Fortunately (at least for copywriters like me), we’re not at that stage quite yet.
Regardless of whatever blogging strategies you prefer to follow, there are two qualities that every blog must have: it needs to be informative and interesting.
Deliver Information That Matters
In most cases, readers are drawn to your post because they’re looking for something. Maybe they’re after something specific, or it could be a case of them not knowing what they don’t know.
Whatever the motivation, your post needs to be able to deliver that information. It doesn’t have to answer every question or even address their concerns specifically, but they absolutely have to come away from it having learned something.
This isn’t actually as difficult as it sounds. If someone comes across your post, they’re already searching for something they want to know. All you have to do is deliver information that has some kind of value.
It doesn’t really matter if the information is exactly what someone was looking for; if they’re curious enough to be searching in the first place, they’re likely to be interested in what you have to share.
This is where all of that research work you did before you started writing comes in handy (you did do your research, right?).
If you do a lot of online research, you quickly lose patience for articles that have awesome titles but deliver little in the way of hard information. When you’re writing a blog, you have an obligation to provide genuinely valuable content. Otherwise, you’re just wasting everyone’s time.
Now, you don’t necessarily have to convey information that can’t be found anywhere else, but you do have to actually deliver something tangible and relevant.
For instance, you can’t write a blog about the digestive health of dogs and then spend the whole post making jokes about cleaning up dog poop (although that would be totally fine if you were writing about the best ways to clean up dog poop…for some reason).
Write to be Read
Here’s where things get dicey…
Providing valuable information is the easy part. Doing so in a way that engages the reader and holds their interest is a far greater challenge.
Sure, in some cases a reader might just be looking for a bland information dump. They’re looking for a specific thing and they just want the answer right away. Search engines are designed to deliver this sort of content. It’s the whole idea behind Google’s featured snippets and there’s nothing necessarily wrong with it.
But that’s not really what you’re trying to accomplish with a blog. You don’t want people to just take the information and move along without a second thought.
Ultimately, you want to draw them in and keep them engaged enough to move through the buyer’s journey. A bland, boring blog post full of predictable bullet points isn’t going to get that job done.
You may have noticed that I’ve been referring to our target audience as readers rather than visitors. This isn’t a simple semantic difference. Digital marketing obviously thinks of people in terms of visitors, which makes sense for a bunch of reasons.

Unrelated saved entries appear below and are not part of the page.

//! User feedback messages

use serde::{Deserialize, Serialize};

#[derive(Debug, Clone, Copy, PartialEq, Eq, Serialize, Deserialize)]
#[serde(rename_all = "lowercase")]
pub enum NotificationKind {
    Success,
    Error,
}

/// A transient message shown to the user
#[derive(Debug, Clone, PartialEq, Eq)]
pub struct Notification {
    pub message: String,
    pub kind: NotificationKind,
}

impl Notification {
    pub fn success(message: impl Into<String>) -> Self {
        Notification {
            message: message.into(),
            kind: NotificationKind::Success,
        }
    }

    pub fn error(message: impl Into<String>) -> Self {
        Notification {
            message: message.into(),
            kind: NotificationKind::Error,
        }
    }

    pub fn is_error(&self) -> bool {
        self.kind == NotificationKind::Error
    }
}
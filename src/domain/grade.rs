//! Grade levels an entry can target

use serde::{Deserialize, Serialize};
use std::fmt;
use std::str::FromStr;

/// Reading level a sentence is written for
#[derive(Debug, Clone, Copy, PartialEq, Eq, Hash, Serialize, Deserialize, Default)]
pub enum Grade {
    #[default]
    #[serde(rename = "Grade 1")]
    Grade1,
    #[serde(rename = "Grade 2")]
    Grade2,
    #[serde(rename = "Grade 3")]
    Grade3,
    #[serde(rename = "Grade 4")]
    Grade4,
    #[serde(rename = "Grade 5")]
    Grade5,
}

impl Grade {
    pub const ALL: [Grade; 5] = [
        Grade::Grade1,
        Grade::Grade2,
        Grade::Grade3,
        Grade::Grade4,
        Grade::Grade5,
    ];

    /// Numeric level, 1 through 5
    pub fn level(&self) -> u8 {
        match self {
            Grade::Grade1 => 1,
            Grade::Grade2 => 2,
            Grade::Grade3 => 3,
            Grade::Grade4 => 4,
            Grade::Grade5 => 5,
        }
    }

    /// Display label, as stored and exported (e.g. "Grade 2")
    pub fn label(&self) -> &'static str {
        match self {
            Grade::Grade1 => "Grade 1",
            Grade::Grade2 => "Grade 2",
            Grade::Grade3 => "Grade 3",
            Grade::Grade4 => "Grade 4",
            Grade::Grade5 => "Grade 5",
        }
    }
}

impl fmt::Display for Grade {
    fn fmt(&self, f: &mut fmt::Formatter<'_>) -> fmt::Result {
        f.write_str(self.label())
    }
}

impl FromStr for Grade {
    type Err = String;

    /// Accepts "Grade 2", "grade2", "g2" or a bare "2".
    fn from_str(s: &str) -> Result<Self, Self::Err> {
        let normalized: String = s
            .trim()
            .to_lowercase()
            .chars()
            .filter(|c| !c.is_whitespace())
            .collect();
        let digits = normalized
            .strip_prefix("grade")
            .or_else(|| normalized.strip_prefix('g'))
            .unwrap_or(&normalized);

        Grade::ALL
            .iter()
            .copied()
            .find(|grade| digits == grade.level().to_string())
            .ok_or_else(|| {
                format!(
                    "Invalid grade: '{}'. Valid grades are: Grade 1, Grade 2, Grade 3, Grade 4, Grade 5",
                    s
                )
            })
    }
}
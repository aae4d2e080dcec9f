//! In-process document store

use super::{CollectionPath, DocumentStore, SnapshotStream, CLOSED_MESSAGE};
use crate::domain::entry::sort_newest_first;
use crate::domain::{Entry, EntryId, EntryRecord};
use crate::error::{Result, StoryError};
use async_trait::async_trait;
use chrono::{DateTime, Duration, Utc};
use futures::stream::{self, StreamExt};
use std::collections::HashMap;
use std::sync::atomic::{AtomicBool, Ordering};
use std::sync::{Mutex, MutexGuard};
use tokio::sync::watch;
use tracing::debug;
use uuid::Uuid;

const OFFLINE_MESSAGE: &str = "network unavailable";

struct Collection {
    entries: Vec<Entry>,
    tx: watch::Sender<Vec<Entry>>,
}

impl Collection {
    fn new() -> Self {
        let (tx, _) = watch::channel(Vec::new());
        Collection {
            entries: Vec::new(),
            tx,
        }
    }

    fn publish(&self) {
        self.tx.send_replace(self.entries.clone());
    }
}

#[derive(Default)]
struct State {
    collections: HashMap<CollectionPath, Collection>,
    last_created: Option<DateTime<Utc>>,
}

/// Document store kept entirely in memory.
///
/// Creation timestamps are strictly increasing within one store. Watches are
/// driven by a `watch` channel per collection, so a slow reader only ever
/// sees the latest snapshot.
#[derive(Default)]
pub struct MemoryStore {
    state: Mutex<State>,
    closed: AtomicBool,
    offline: AtomicBool,
}

impl MemoryStore {
    pub fn new() -> Self {
        Self::default()
    }

    /// Simulate a transport outage: writes and new watches fail until cleared
    pub fn set_offline(&self, offline: bool) {
        self.offline.store(offline, Ordering::SeqCst);
    }

    fn state(&self) -> MutexGuard<'_, State> {
        self.state.lock().unwrap_or_else(|poisoned| poisoned.into_inner())
    }

    fn check_available(&self) -> Result<()> {
        if self.closed.load(Ordering::SeqCst) {
            return Err(StoryError::Store(CLOSED_MESSAGE.to_string()));
        }
        if self.offline.load(Ordering::SeqCst) {
            return Err(StoryError::Store(OFFLINE_MESSAGE.to_string()));
        }
        Ok(())
    }
}

#[async_trait]
impl DocumentStore for MemoryStore {
    async fn add(&self, collection: &CollectionPath, record: EntryRecord) -> Result<EntryId> {
        self.check_available()?;

        let mut state = self.state();
        let now = Utc::now();
        let created_at = match state.last_created {
            Some(last) if now <= last => last + Duration::microseconds(1),
            _ => now,
        };
        state.last_created = Some(created_at);

        let id = EntryId::new(Uuid::new_v4().simple().to_string());
        let coll = state
            .collections
            .entry(collection.clone())
            .or_insert_with(Collection::new);
        coll.entries.push(record.into_entry(id.clone(), created_at));
        sort_newest_first(&mut coll.entries);
        coll.publish();

        debug!(collection = %collection, id = %id, "added document");
        Ok(id)
    }

    async fn delete(&self, collection: &CollectionPath, id: &EntryId) -> Result<()> {
        self.check_available()?;

        let mut state = self.state();
        let Some(coll) = state.collections.get_mut(collection) else {
            return Ok(());
        };
        let before = coll.entries.len();
        coll.entries.retain(|entry| &entry.id != id);
        if coll.entries.len() != before {
            coll.publish();
            debug!(collection = %collection, id = %id, "deleted document");
        }
        Ok(())
    }

    fn watch(&self, collection: &CollectionPath) -> SnapshotStream {
        if let Err(e) = self.check_available() {
            return stream::once(async move { Err(e) }).boxed();
        }

        let rx = self
            .state()
            .collections
            .entry(collection.clone())
            .or_insert_with(Collection::new)
            .tx
            .subscribe();

        stream::unfold((rx, true), |(mut rx, first)| async move {
            if !first && rx.changed().await.is_err() {
                return None;
            }
            let snapshot = rx.borrow_and_update().clone();
            Some((Ok(snapshot), (rx, false)))
        })
        .boxed()
    }

    async fn close(&self) -> Result<()> {
        self.closed.store(true, Ordering::SeqCst);
        // Dropping the senders ends every open watch
        self.state().collections.clear();
        Ok(())
    }
}
//! Delete entry use case

use crate::application::Notifier;
use crate::domain::EntryId;
use crate::error::Result;
use crate::infrastructure::EntryRepository;
use tracing::{info, warn};

pub const DELETED_MESSAGE: &str = "Deleted.";
pub const DELETE_FAILED_MESSAGE: &str = "Error deleting.";

/// Service for removing entries once the user has confirmed
pub struct DeleteEntryService {
    repository: EntryRepository,
    notifier: Notifier,
}

impl DeleteEntryService {
    pub fn new(repository: EntryRepository, notifier: Notifier) -> Self {
        DeleteEntryService {
            repository,
            notifier,
        }
    }

    /// Remove an entry. Returns `false` without touching the store when the
    /// user declined.
    pub async fn execute(&self, id: &EntryId, confirmed: bool) -> Result<bool> {
        if !confirmed {
            info!(id = %id, "delete cancelled");
            return Ok(false);
        }

        match self.repository.remove(id).await {
            Ok(()) => {
                info!(id = %id, "entry deleted");
                self.notifier.success(DELETED_MESSAGE);
                Ok(true)
            }
            Err(e) => {
                warn!(id = %id, error = %e, "delete failed");
                self.notifier.error(DELETE_FAILED_MESSAGE);
                Err(e)
            }
        }
    }
}
//! Normalization of parsed LLM output into a strict [`GradingResult`].
//!
//! The parsed value may be incomplete, mistyped, or empty. Every field is
//! decoded independently with its own default, so one bad field never
//! discards its siblings: `feedback.strengths` survives even when
//! `feedback.weaknesses` is missing. The returned result is always fully
//! populated and in range.

use serde_json::Value;

use crate::types::{Encouragement, Feedback, GradingResult, ScoreLabel, UpgradeAnswer};

/// Score assumed when the model supplied none, or nothing numeric.
pub const DEFAULT_SCORE: u8 = 3;

/// Placeholder template when the model produced no upgraded answer.
pub const TEMPLATE_ANSWER_PLACEHOLDER: &str = "No upgraded answer template is available yet.";

/// Placeholder entry for missing strengths or weaknesses.
pub const FEEDBACK_PLACEHOLDER: &str = "No feedback available yet.";

/// Placeholder entry for missing suggestions.
pub const SUGGESTION_PLACEHOLDER: &str = "No suggestions available yet.";

/// Coerce a parsed response into a fully-populated grading result.
///
/// Never fails. The score is clamped to [1, 5] (defaulting to
/// [`DEFAULT_SCORE`], rounding floats to the nearest integer) and the label
/// is recomputed from the clamped score; a label in the input is discarded.
/// Feeding a serialized [`GradingResult`] back through this function
/// returns an equal result.
pub fn normalize(raw: &Value) -> GradingResult {
    let score = clamp_score(raw.get("score"));
    let upgrade = raw.get("upgradeAnswer");
    let feedback = raw.get("feedback");

    GradingResult {
        score,
        score_label: ScoreLabel::from_score(score),
        upgrade_answer: UpgradeAnswer {
            target_score: u8_field(upgrade, "targetScore").unwrap_or_else(|| next_band(score)),
            template_answer: str_field(upgrade, "templateAnswer")
                .unwrap_or_else(|| TEMPLATE_ANSWER_PLACEHOLDER.to_string()),
            key_points: str_list(upgrade, "keyPoints").unwrap_or_default(),
        },
        feedback: Feedback {
            strengths: str_list(feedback, "strengths")
                .unwrap_or_else(|| vec![FEEDBACK_PLACEHOLDER.to_string()]),
            weaknesses: str_list(feedback, "weaknesses")
                .unwrap_or_else(|| vec![FEEDBACK_PLACEHOLDER.to_string()]),
            suggestions: str_list(feedback, "suggestions")
                .unwrap_or_else(|| vec![SUGGESTION_PLACEHOLDER.to_string()]),
        },
        encouragement: extract_encouragement(raw),
    }
}

/// Pull the optional encouragement extension out of a parsed response.
///
/// Returns `None` when the field is absent or not an object; inside a
/// present object each field defaults independently. Adapters that promise
/// the extension call [`Encouragement::placeholder`] on `None`.
pub fn extract_encouragement(raw: &Value) -> Option<Encouragement> {
    let obj = raw.get("encouragement")?;
    if !obj.is_object() {
        return None;
    }

    let placeholder = Encouragement::placeholder();
    Some(Encouragement {
        message: str_field(Some(obj), "message").unwrap_or(placeholder.message),
        tip: str_field(Some(obj), "tip").unwrap_or(placeholder.tip),
        progress: str_field(Some(obj), "progress").unwrap_or(placeholder.progress),
    })
}

/// The score band one above the given score, capped at 5.
fn next_band(score: u8) -> u8 {
    (score + 1).min(5)
}

/// Extract and clamp the score: numeric values (floats rounded) clamp to
/// [1, 5]; anything else becomes [`DEFAULT_SCORE`].
fn clamp_score(value: Option<&Value>) -> u8 {
    let n = match value.and_then(Value::as_f64) {
        Some(n) if n.is_finite() => n.round(),
        _ => f64::from(DEFAULT_SCORE),
    };
    n.clamp(1.0, 5.0) as u8
}

fn u8_field(obj: Option<&Value>, key: &str) -> Option<u8> {
    obj?.get(key)?
        .as_f64()
        .filter(|n| n.is_finite())
        .map(|n| n.round() as u8)
}

fn str_field(obj: Option<&Value>, key: &str) -> Option<String> {
    obj?.get(key)?.as_str().map(str::to_string)
}

/// Decode a list of strings, silently dropping non-string elements.
/// `None` when the field is absent or not a list.
fn str_list(obj: Option<&Value>, key: &str) -> Option<Vec<String>> {
    let items = obj?.get(key)?.as_array()?;
    Some(items.iter().filter_map(Value::as_str).map(str::to_string).collect())
}
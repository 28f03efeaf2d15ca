//! # rubric-runtime
//!
//! LLM provider adapters for Rubric.
//!
//! `rubric-core` is fully deterministic and never makes network calls; this
//! crate supplies the other half: three interchangeable backends behind one
//! [`GradingProvider`] trait, selected by tag through the
//! [`ProviderRegistry`].
//!
//! Each grading call is independent and stateless: one network request, no
//! retries, no caching, no cross-call shared state. Callers that want
//! timeouts or retry policy layer them around the call.
//!
//! ## Example
//!
//! ```rust,ignore
//! use rubric_core::GradingRequest;
//! use rubric_runtime::ProviderRegistry;
//!
//! let registry = ProviderRegistry::with_defaults();
//! let provider = registry.create("zhipu", &serde_json::json!({ "api_key": "..." }))?;
//!
//! let request = GradingRequest::new(question, reference_answer, student_answer);
//! let result = provider.grade(&request).await?;
//! println!("{}: {}", result.score, result.score_label);
//! ```

pub mod providers;

pub use providers::{
    AnthropicProvider, AnthropicProviderFactory, ApiCredential, CredentialSource, GradingProvider,
    OpenAiProvider, OpenAiProviderFactory, ProviderError, ProviderFactory, ProviderRegistry,
    ZhipuProvider, ZhipuProviderFactory,
};
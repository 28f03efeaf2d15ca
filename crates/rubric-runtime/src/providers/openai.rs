//! OpenAI-compatible chat-completions provider.
//!
//! Works against api.openai.com and any compatible gateway via the
//! `base_url` override. Requests JSON mode from the backend
//! (`response_format: json_object`); the repair parser still runs on the
//! reply, since JSON mode narrows but does not eliminate malformed output.

use super::{
    factory::ProviderFactory,
    secrets::{ApiCredential, CredentialSource},
    GradingProvider, ProviderError,
};
use async_trait::async_trait;
use rubric_core::{build_grading_prompt, interpret_response, GradingRequest, GradingResult,
    GRADER_SYSTEM_PROMPT};
use serde::{Deserialize, Serialize};
use serde_json::Value as JsonValue;
use std::sync::Arc;

/// Environment variable name for the OpenAI API key.
pub const OPENAI_API_KEY_ENV: &str = "OPENAI_API_KEY";

const DEFAULT_BASE_URL: &str = "https://api.openai.com/v1";
const DEFAULT_MODEL: &str = "gpt-4o-mini";

/// OpenAI-compatible grading provider.
pub struct OpenAiProvider {
    credential: ApiCredential,
    model: String,
    base_url: String,
    client: reqwest::Client,
}

impl std::fmt::Debug for OpenAiProvider {
    fn fmt(&self, f: &mut std::fmt::Formatter<'_>) -> std::fmt::Result {
        f.debug_struct("OpenAiProvider")
            .field("credential", &self.credential)
            .field("model", &self.model)
            .field("base_url", &self.base_url)
            .finish()
    }
}

impl OpenAiProvider {
    /// Create a provider with the default model and endpoint.
    pub fn new(api_key: impl Into<String>) -> Self {
        Self {
            credential: ApiCredential::new(api_key, CredentialSource::Programmatic, "OpenAI API key"),
            model: DEFAULT_MODEL.to_string(),
            base_url: DEFAULT_BASE_URL.to_string(),
            client: reqwest::Client::new(),
        }
    }

    /// Create from the `OPENAI_API_KEY` environment variable.
    pub fn from_env() -> Result<Self, ProviderError> {
        let credential = ApiCredential::from_env(OPENAI_API_KEY_ENV, "OpenAI API key")?;
        Ok(Self {
            credential,
            model: DEFAULT_MODEL.to_string(),
            base_url: DEFAULT_BASE_URL.to_string(),
            client: reqwest::Client::new(),
        })
    }

    /// Create from JSON configuration with environment fallback for the key.
    pub fn from_config(config: &JsonValue) -> Result<Self, ProviderError> {
        let credential = ApiCredential::from_config_or_env(
            config,
            "api_key",
            OPENAI_API_KEY_ENV,
            "OpenAI API key",
        )?;

        Ok(Self {
            credential,
            model: config["model"].as_str().unwrap_or(DEFAULT_MODEL).to_string(),
            base_url: config["base_url"].as_str().unwrap_or(DEFAULT_BASE_URL).to_string(),
            client: reqwest::Client::new(),
        })
    }

    /// Point the provider at a compatible gateway.
    pub fn with_base_url(mut self, url: impl Into<String>) -> Self {
        self.base_url = url.into();
        self
    }

    /// Override the model identifier.
    pub fn with_model(mut self, model: impl Into<String>) -> Self {
        self.model = model.into();
        self
    }
}

#[derive(Debug, Serialize)]
struct ChatCompletionRequest {
    model: String,
    messages: Vec<ChatTurn>,
    temperature: f32,
    response_format: ResponseFormat,
}

#[derive(Debug, Serialize)]
struct ChatTurn {
    role: &'static str,
    content: String,
}

#[derive(Debug, Serialize)]
struct ResponseFormat {
    #[serde(rename = "type")]
    format_type: &'static str,
}

#[derive(Debug, Deserialize)]
struct ChatCompletionResponse {
    choices: Vec<Choice>,
}

#[derive(Debug, Deserialize)]
struct Choice {
    message: ChoiceMessage,
}

#[derive(Debug, Deserialize)]
struct ChoiceMessage {
    content: Option<String>,
}

#[derive(Debug, Deserialize)]
struct ErrorEnvelope {
    error: Option<ErrorDetail>,
}

#[derive(Debug, Deserialize)]
struct ErrorDetail {
    message: String,
}

/// Map a non-2xx reply to an API error, preferring the upstream message.
fn upstream_error(status: u16, body: &str) -> ProviderError {
    let message = serde_json::from_str::<ErrorEnvelope>(body)
        .ok()
        .and_then(|envelope| envelope.error)
        .map(|detail| detail.message)
        .unwrap_or_else(|| format!("request failed: status {}", status));

    ProviderError::Api { status, message }
}

#[async_trait]
impl GradingProvider for OpenAiProvider {
    async fn grade(&self, request: &GradingRequest) -> Result<GradingResult, ProviderError> {
        let prompt = build_grading_prompt(request);

        let body = ChatCompletionRequest {
            model: self.model.clone(),
            messages: vec![
                ChatTurn {
                    role: "system",
                    content: GRADER_SYSTEM_PROMPT.to_string(),
                },
                ChatTurn {
                    role: "user",
                    content: prompt,
                },
            ],
            temperature: 0.5,
            response_format: ResponseFormat {
                format_type: "json_object",
            },
        };

        tracing::debug!(model = %self.model, "dispatching grading request to OpenAI");

        let response = self
            .client
            .post(format!("{}/chat/completions", self.base_url))
            .bearer_auth(self.credential.expose())
            .json(&body)
            .send()
            .await
            .map_err(|e| ProviderError::Http(e.to_string()))?;

        let status = response.status();
        if !status.is_success() {
            let body = response.text().await.unwrap_or_default();
            return Err(upstream_error(status.as_u16(), &body));
        }

        let envelope: ChatCompletionResponse = response
            .json()
            .await
            .map_err(|e| ProviderError::Envelope(e.to_string()))?;

        let content = envelope
            .choices
            .into_iter()
            .next()
            .ok_or_else(|| ProviderError::Envelope("response contained no choices".to_string()))?
            .message
            .content
            .unwrap_or_else(|| "{}".to_string());

        Ok(interpret_response(&content))
    }

    fn name(&self) -> &str {
        "openai"
    }
}

/// Factory for creating OpenAI providers from configuration.
///
/// ## Configuration Format
/// ```json
/// {
///   "api_key": "sk-...",          // Optional, falls back to OPENAI_API_KEY env
///   "base_url": "https://...",     // Optional, compatible gateway endpoint
///   "model": "gpt-4o-mini"         // Optional
/// }
/// ```
pub struct OpenAiProviderFactory;

impl ProviderFactory for OpenAiProviderFactory {
    fn provider_type(&self) -> &'static str {
        "openai"
    }

    fn create(&self, config: &JsonValue) -> Result<Arc<dyn GradingProvider>, ProviderError> {
        Ok(Arc::new(OpenAiProvider::from_config(config)?))
    }

    fn validate_config(&self, config: &JsonValue) -> Result<(), ProviderError> {
        if !ApiCredential::is_available(config, "api_key", OPENAI_API_KEY_ENV) {
            return Err(ProviderError::NotConfigured(format!(
                "OpenAI API key required: set 'api_key' in config or {} env",
                OPENAI_API_KEY_ENV
            )));
        }

        if let Some(url) = config["base_url"].as_str() {
            if !url.starts_with("http://") && !url.starts_with("https://") {
                return Err(ProviderError::NotConfigured(
                    "base_url must start with http:// or https://".to_string(),
                ));
            }
        }

        Ok(())
    }

    fn default_config(&self) -> JsonValue {
        serde_json::json!({
            "model": DEFAULT_MODEL,
        })
    }

    fn description(&self) -> &'static str {
        "OpenAI-compatible chat-completions provider with JSON mode"
    }
}

#[cfg(test)]
mod tests {
    use super::*;

    #[test]
    fn test_provider_defaults() {
        let provider = OpenAiProvider::new("test-key");
        assert_eq!(provider.name(), "openai");
        assert_eq!(provider.model, DEFAULT_MODEL);
        assert_eq!(provider.base_url, DEFAULT_BASE_URL);
    }

    #[test]
    fn test_from_config_overrides() {
        let config = serde_json::json!({
            "api_key": "config-key",
            "model": "gpt-4o",
            "base_url": "https://gateway.internal/v1"
        });

        let provider = OpenAiProvider::from_config(&config).unwrap();
        assert_eq!(provider.model, "gpt-4o");
        assert_eq!(provider.base_url, "https://gateway.internal/v1");
        assert_eq!(provider.credential.source(), CredentialSource::Config);
    }

    #[test]
    fn test_upstream_error_prefers_payload_message() {
        let body = r#"{"error": {"message": "insufficient quota", "type": "insufficient_quota"}}"#;
        let err = upstream_error(429, body);

        match err {
            ProviderError::Api { status, message } => {
                assert_eq!(status, 429);
                assert_eq!(message, "insufficient quota");
            }
            other => panic!("expected Api error, got {:?}", other),
        }
    }

    #[test]
    fn test_upstream_error_falls_back_to_status() {
        let err = upstream_error(503, "<html>bad gateway</html>");
        assert!(err.to_string().contains("503"));
    }

    #[test]
    fn test_envelope_decodes_content() {
        let body = r#"{"choices": [{"message": {"role": "assistant", "content": "{\"score\": 4}"}}]}"#;
        let envelope: ChatCompletionResponse = serde_json::from_str(body).unwrap();
        assert_eq!(
            envelope.choices[0].message.content.as_deref(),
            Some("{\"score\": 4}")
        );
    }

    #[test]
    fn test_factory_create_and_validate() {
        let factory = OpenAiProviderFactory;
        assert_eq!(factory.provider_type(), "openai");

        let config = serde_json::json!({"api_key": "test-api-key"});
        assert!(factory.validate_config(&config).is_ok());
        assert_eq!(factory.create(&config).unwrap().name(), "openai");
    }

    #[test]
    fn test_factory_rejects_bad_base_url() {
        let factory = OpenAiProviderFactory;
        let config = serde_json::json!({"api_key": "k", "base_url": "ftp://nope"});
        assert!(factory.validate_config(&config).is_err());
    }

    #[test]
    fn test_api_key_not_in_debug_output() {
        let secret = "sk-super-secret-key-12345";
        let provider = OpenAiProvider::new(secret);

        let debug = format!("{:?}", provider);
        assert!(!debug.contains(secret), "API key exposed in Debug output");
        assert!(debug.contains("[REDACTED]"));
    }
}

But a writer is focused on a different type of engagement. Marketers succeed when someone converts on form; a writer succeeds when someone reads their work and feels like it was worth their time.
Whatever you’re writing, whether it’s a blog post or a novel, the single most important goal is to hold the reader’s interest.
Seriously, nothing else matters.
You can target the perfect topic to the perfect persona with the perfect content offer, but it will all be a waste of time if it’s wrapped up in a boring article that nobody wants to read beyond the first paragraph.
I’ve written in the past about how storytelling techniques can help make blog posts more engaging, but really it comes down to finding ways to make the information you’re presenting relevant to the reader.
You have to show them why it matters to them and why they should care about it. Remember, they can always find the same information elsewhere (often the same places you researched to learn about it!).
What sets your content apart is the way you present it, creating an engaging experience that draws people in and makes them want to read more.
And once you’ve got a reader hooked, an entire world of marketing possibilities opens up…
So, while you need to keep all those important things like keywords and buyer personas in mind, don’t ever lose sight of the fact that you’re fighting to earn your readers’ time. If you can’t deliver valuable information in a way that’s interesting, you’re probably doing your marketing efforts more harm than good.